This is the official implementation of the arxiv paper "Q-YOLO: Efficient Inference for Real-time Object Detection". arxiv
Q-YOLO is a quantization solution specially designed for the YOLO series. We utilize the PTQ quantization approach and provide a code library that allows for easy export of ONNX models for subsequent deployment.
Abstract: Real-time object detection plays a vital role in various computer vision applications. However, deploying real-time object detectors on resource-constrained platforms poses challenges due to high computational and memory requirements. This paper describes a low-bit quantization method to build a highly efficient one-stage detector, dubbed as Q-YOLO, which can effectively address the performance degradation problem caused by activation distribution imbalance in traditional quantized YOLO models. Q-YOLO introduces a fully end-to-end Post-Training Quantization (PTQ) pipeline with a well-designed Unilateral Histogram-based (UH) activation quantization scheme, which determines the maximum truncation values through histogram analysis by minimizing the Mean Squared Error (MSE) quantization errors. Extensive experiments on the COCO dataset demonstrate the effectiveness of Q-YOLO, outperforming other PTQ methods while achieving a more favorable balance between accuracy and computational cost. This research contributes to advancing the efficient deployment of object detection models on resource-limited edge devices, enabling real-time detection with reduced computational and memory overhead.
A Unilateral Histogram-based (UH) activation quantization method is proposed to leverage histogram analysis to find the maximum truncation values, which can effectively minimize the MSE quantization error.

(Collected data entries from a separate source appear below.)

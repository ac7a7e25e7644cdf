//! Shared test utilities: a minimal HTTP server serving canned responses.

use tokio::io::{AsyncReadExt, AsyncWriteExt};
use tokio::net::TcpListener;
use tokio::sync::mpsc;

/// A local server answering each connection with the next scripted response.
pub struct MockServer {
    /// Base URL including the `/rankings` path.
    pub url: String,
    /// Request head (request line and headers) of every request received.
    pub requests: mpsc::UnboundedReceiver<String>,
}

/// Starts a server on an ephemeral port.
///
/// Responses are `(status, body)` pairs served in order; the last one is
/// repeated once the script runs out.
pub async fn serve(responses: Vec<(u16, &'static str)>) -> MockServer {
    let listener = TcpListener::bind("127.0.0.1:0")
        .await
        .expect("failed to bind mock server");
    let addr = listener.local_addr().expect("no local addr");
    let (tx, requests) = mpsc::unbounded_channel();

    tokio::spawn(async move {
        let mut index = 0;
        while let Ok((mut socket, _)) = listener.accept().await {
            let head = read_head(&mut socket).await;
            let _ = tx.send(head);

            let (status, body) = responses[index.min(responses.len() - 1)];
            index += 1;

            let reason = if status == 200 { "OK" } else { "Error" };
            let response = format!(
                "HTTP/1.1 {status} {reason}\r\n\
                 Content-Type: application/json\r\n\
                 Content-Length: {}\r\n\
                 Connection: close\r\n\r\n{body}",
                body.len()
            );
            let _ = socket.write_all(response.as_bytes()).await;
            let _ = socket.shutdown().await;
        }
    });

    MockServer {
        url: format!("http://{addr}/rankings"),
        requests,
    }
}

/// Reads until the blank line ending the request head.
async fn read_head(socket: &mut tokio::net::TcpStream) -> String {
    let mut data = Vec::new();
    let mut chunk = [0u8; 1024];
    while !data.windows(4).any(|w| w == b"\r\n\r\n") {
        match socket.read(&mut chunk).await {
            Ok(0) | Err(_) => break,
            Ok(n) => data.extend_from_slice(&chunk[..n]),
        }
    }
    String::from_utf8_lossy(&data).into_owned()
}

/// Address on which nothing is listening.
pub async fn unused_url() -> String {
    let listener = TcpListener::bind("127.0.0.1:0")
        .await
        .expect("failed to bind");
    let addr = listener.local_addr().expect("no local addr");
    drop(listener);
    format!("http://{addr}/rankings")
}

pub const SAMPLE_BODY: &str = r#"{
    "top": [
        { "ticker": "AAA", "change": 5.1 },
        { "ticker": "BBB", "change": 2.75 }
    ],
    "bottom": [
        { "ticker": "ZZZ", "change": -3.25 }
    ]
}"#;
//! `HttpSource` and `Poller` against a local HTTP server.

mod common;

use std::time::Duration;

use rust_decimal_macros::dec;
use tokio::sync::mpsc;
use tokio_test::{assert_err, assert_ok};

use stockpulse::StockPulseError;
use stockpulse::models::RankingsSnapshot;
use stockpulse::poller::{HttpSource, Poller, RankingSource};
use stockpulse::tui::{App, Message, update};

use common::{SAMPLE_BODY, serve, unused_url};

#[tokio::test]
async fn fetches_and_decodes_snapshot() {
    let mut server = serve(vec![(200, SAMPLE_BODY)]).await;
    let source = assert_ok!(HttpSource::new(server.url.as_str()));

    let snapshot = assert_ok!(source.fetch().await);

    assert_eq!(snapshot.top.len(), 2);
    assert_eq!(snapshot.top[0].ticker, "AAA");
    assert_eq!(snapshot.top[0].change, dec!(5.1));
    assert_eq!(snapshot.bottom[0].ticker, "ZZZ");
    assert_eq!(snapshot.bottom[0].change, dec!(-3.25));

    let head = server.requests.recv().await.unwrap();
    assert!(head.starts_with("GET /rankings HTTP/1.1\r\n"), "{head}");
}

#[tokio::test]
async fn non_success_status_is_http_error() {
    let server = serve(vec![(500, r#"{"detail":"boom"}"#)]).await;
    let source = HttpSource::new(server.url.as_str()).unwrap();

    let err = assert_err!(source.fetch().await);

    assert!(matches!(err, StockPulseError::Http(_)), "{err}");
}

#[tokio::test]
async fn malformed_body_is_json_error() {
    let server = serve(vec![(200, r#"{"top": [{"ticker": "AAA""#)]).await;
    let source = HttpSource::new(server.url.as_str()).unwrap();

    let err = assert_err!(source.fetch().await);

    assert!(matches!(err, StockPulseError::Json(_)), "{err}");
}

#[tokio::test]
async fn wrong_shape_is_json_error() {
    let server = serve(vec![(200, r#"{"gainers": [], "losers": []}"#)]).await;
    let source = HttpSource::new(server.url.as_str()).unwrap();

    let err = assert_err!(source.fetch().await);

    assert!(matches!(err, StockPulseError::Json(_)), "{err}");
}

#[tokio::test]
async fn connection_refused_is_http_error() {
    let source = HttpSource::new(unused_url().await).unwrap();

    let err = assert_err!(source.fetch().await);

    assert!(matches!(err, StockPulseError::Http(_)), "{err}");
}

#[tokio::test]
async fn malformed_tick_keeps_previous_rankings() {
    let server = serve(vec![(200, SAMPLE_BODY), (200, "not json")]).await;
    let source = HttpSource::new(server.url.as_str()).unwrap();
    let (tx, mut rx) = mpsc::unbounded_channel();
    let mut app = App::new("http", Duration::from_millis(50));

    let mut poller = Poller::start(source, Duration::from_millis(50), tx);

    let first = tokio::time::timeout(Duration::from_secs(5), rx.recv())
        .await
        .unwrap()
        .unwrap();
    assert!(matches!(first, Message::Rankings(_)));
    update(&mut app, first);
    let before: RankingsSnapshot = app.snapshot();

    let second = tokio::time::timeout(Duration::from_secs(5), rx.recv())
        .await
        .unwrap()
        .unwrap();
    assert!(matches!(second, Message::RankingsFailed(_)));
    update(&mut app, second);

    poller.stop();

    assert_eq!(app.snapshot(), before);
    assert_eq!(app.failure_count, 1);
    assert!(app.last_error.is_some());
}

Here we have only provided the code for YOLOv5, but Q-YOLO can be easily integrated into any YOLO project.
Note that this repository is based on the Yolov5-6.2. Please follow the following steps for installation.
git clone https://github.com/Meize0729/Q-YOLO.git
cd Q-YOLO
pip install -r requirements.txt
Firstly, you should modify the dataset path in coco.yaml under the "data" directory to the path where you have saved the dataset.
If you want to implemente basic quantization methods such as MinMax, Optimized Mean Squared Error (oMSE), and Percentile on YOLOv5, You may use this. Please refer to the code for detailed explanation. This module was modified based on FQVIT.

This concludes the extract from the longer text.